Metadata-Version: 2.4
Name: queuerPy
Version: 0.9.0
Summary: A Python implementation of the queuer system - a job queuing and processing system with PostgreSQL backend
Author-email: Simon Herrmann <siherrmann@users.noreply.github.com>
Maintainer-email: Simon Herrmann <siherrmann@users.noreply.github.com>
License-Expression: Apache-2.0
Project-URL: Homepage, https://github.com/siherrmann/queuerPy
Project-URL: Repository, https://github.com/siherrmann/queuerPy
Project-URL: Issues, https://github.com/siherrmann/queuerPy/issues
Project-URL: Documentation, https://github.com/siherrmann/queuerPy#readme
Keywords: queue,job,task,postgresql,worker,async
Classifier: Development Status :: 4 - Beta
Classifier: Intended Audience :: Developers
Classifier: Operating System :: OS Independent
Classifier: Programming Language :: Python :: 3
Classifier: Programming Language :: Python :: 3.8
Classifier: Programming Language :: Python :: 3.9
Classifier: Programming Language :: Python :: 3.10
Classifier: Programming Language :: Python :: 3.11
Classifier: Programming Language :: Python :: 3.12
Classifier: Topic :: Software Development :: Libraries :: Python Modules
Classifier: Topic :: System :: Distributed Computing
Classifier: Topic :: Database
Requires-Python: >=3.8
Description-Content-Type: text/markdown
License-File: LICENSE
Requires-Dist: psycopg[binary]>=3.1.0
Provides-Extra: dev
Requires-Dist: pytest>=7.0.0; extra == "dev"
Requires-Dist: pytest-asyncio>=0.21.0; extra == "dev"
Requires-Dist: pytest-cov>=4.0.0; extra == "dev"
Requires-Dist: pytest-mock>=3.14.0; extra == "dev"
Requires-Dist: testcontainers[postgres]>=3.7.0; extra == "dev"
Requires-Dist: psutil>=5.8.0; extra == "dev"
Provides-Extra: test
Requires-Dist: pytest>=7.0.0; extra == "test"
Requires-Dist: pytest-asyncio>=0.21.0; extra == "test"
Requires-Dist: pytest-mock>=3.14.0; extra == "test"
Requires-Dist: testcontainers[postgres]>=3.7.0; extra == "test"
Requires-Dist: psutil>=5.8.0; extra == "test"
Dynamic: license-file

# queuerPy

[![Python](https://img.shields.io/badge/Python-3.10+-blue.svg)](https://www.python.org/)
[![License](https://img.shields.io/badge/License-Apache%202.0-blue.svg)](https://github.com/siherrmann/queuer/blob/master/LICENSE)
![Coverage](https://raw.githubusercontent.com/siherrmann/queuerPy/refs/heads/main/coverage-badge.svg)

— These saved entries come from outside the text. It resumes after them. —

//! Inline script removal and external script reference injection.

use crate::digest::entry_path;
use crate::extract::FunctionFragment;
use regex::Regex;
use std::sync::LazyLock;

/// Matches one inline `<script ...>...</script>` block, case-insensitively.
/// The body match is lazy: any literal `</script>` closes the nearest
/// preceding opening tag; nested or malformed blocks are not specially
/// handled.
static SCRIPT_BLOCK: LazyLock<Regex> =
    LazyLock::new(|| Regex::new(r"(?is)<script\b.*?</script>").unwrap());

/// Marker the generated references are inserted before, matched literally at
/// its first occurrence.
const BODY_CLOSE: &str = "</body>";

/// Result of rewriting an HTML document.
#[derive(Debug)]
pub struct Rewritten {
    /// The stripped and re-referenced HTML.
    pub html: String,
    /// References that could not be placed because the document has no
    /// `</body>` tag. Zero on the happy path.
    pub dropped_references: usize,
}

/// Strip every inline script block from `html` and insert one external
/// `<script src>` reference per fragment immediately before `</body>`.
///
/// References use the same digest-derived paths the packager writes into the
/// archive. Without a `</body>` tag the generated references are dropped
/// (and counted), never appended elsewhere. The input is not mutated.
pub fn rewrite(html: &str, fragments: &[FunctionFragment]) -> Rewritten {
    let stripped = SCRIPT_BLOCK.replace_all(html, "");

    if fragments.is_empty() {
        return Rewritten {
            html: stripped.into_owned(),
            dropped_references: 0,
        };
    }

    let mut tags = String::new();
    for fragment in fragments {
        tags.push_str(&format!(
            "<script src=\"{}\"></script>\n",
            entry_path(fragment.name())
        ));
    }

    match stripped.find(BODY_CLOSE) {
        Some(pos) => {
            let mut html = String::with_capacity(stripped.len() + tags.len());
            html.push_str(&stripped[..pos]);
            html.push_str(&tags);
            html.push_str(&stripped[pos..]);
            Rewritten {
                html,
                dropped_references: 0,
            }
        }
        None => Rewritten {
            html: stripped.into_owned(),
            dropped_references: fragments.len(),
        },
    }
}
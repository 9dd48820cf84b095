//! Archive packaging of extracted function fragments.

use crate::archive::ArchiveBuilder;
use crate::digest::entry_path;
use crate::extract::FunctionFragment;

/// Insert one `{digest}/{name}.js` entry per fragment into the archive.
///
/// Fragments sharing a name share a path; a later fragment overwrites the
/// earlier entry (last write wins, in extraction order).
pub fn package_fragments(fragments: &[FunctionFragment], archive: &mut ArchiveBuilder) {
    for fragment in fragments {
        archive.insert(entry_path(fragment.name()), fragment.text().as_bytes());
    }
}
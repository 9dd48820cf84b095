//! Scriptsplit - extracts JavaScript function definitions from an HTML page
//! (and an optional companion JS file) into a zip bundle, rewriting the page
//! to reference the extracted files instead of inline code.

mod archive;
mod cli;
mod digest;
mod extract;
mod logger;
mod pipeline;
mod rewrite;
mod utils;

use anyhow::Result;
use clap::{ColorChoice, Parser};
use cli::Cli;

fn main() -> Result<()> {
    let cli = Cli::parse();

    // Set global color override based on CLI option
    match cli.color {
        ColorChoice::Always => owo_colors::set_override(true),
        ColorChoice::Never => owo_colors::set_override(false),
        ColorChoice::Auto => {} // owo-colors auto-detects TTY
    }

    logger::set_verbose(cli.verbose);

    cli::run(&cli)
}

Python port of the queuer package - a queueing system based on PostgreSQL.

## 💡 Goal of this package

This queuer is meant to be as easy as possible to use. No specific function signature (except for returning results or raising exceptions for error handling), easy setup and still fast.

The job table contains only queued, scheduled and running tasks. The ended jobs (succeeded, cancelled, failed) are moved to a job_archive table.

---

# 🛠️ Installation

## PyPI Installation (Recommended)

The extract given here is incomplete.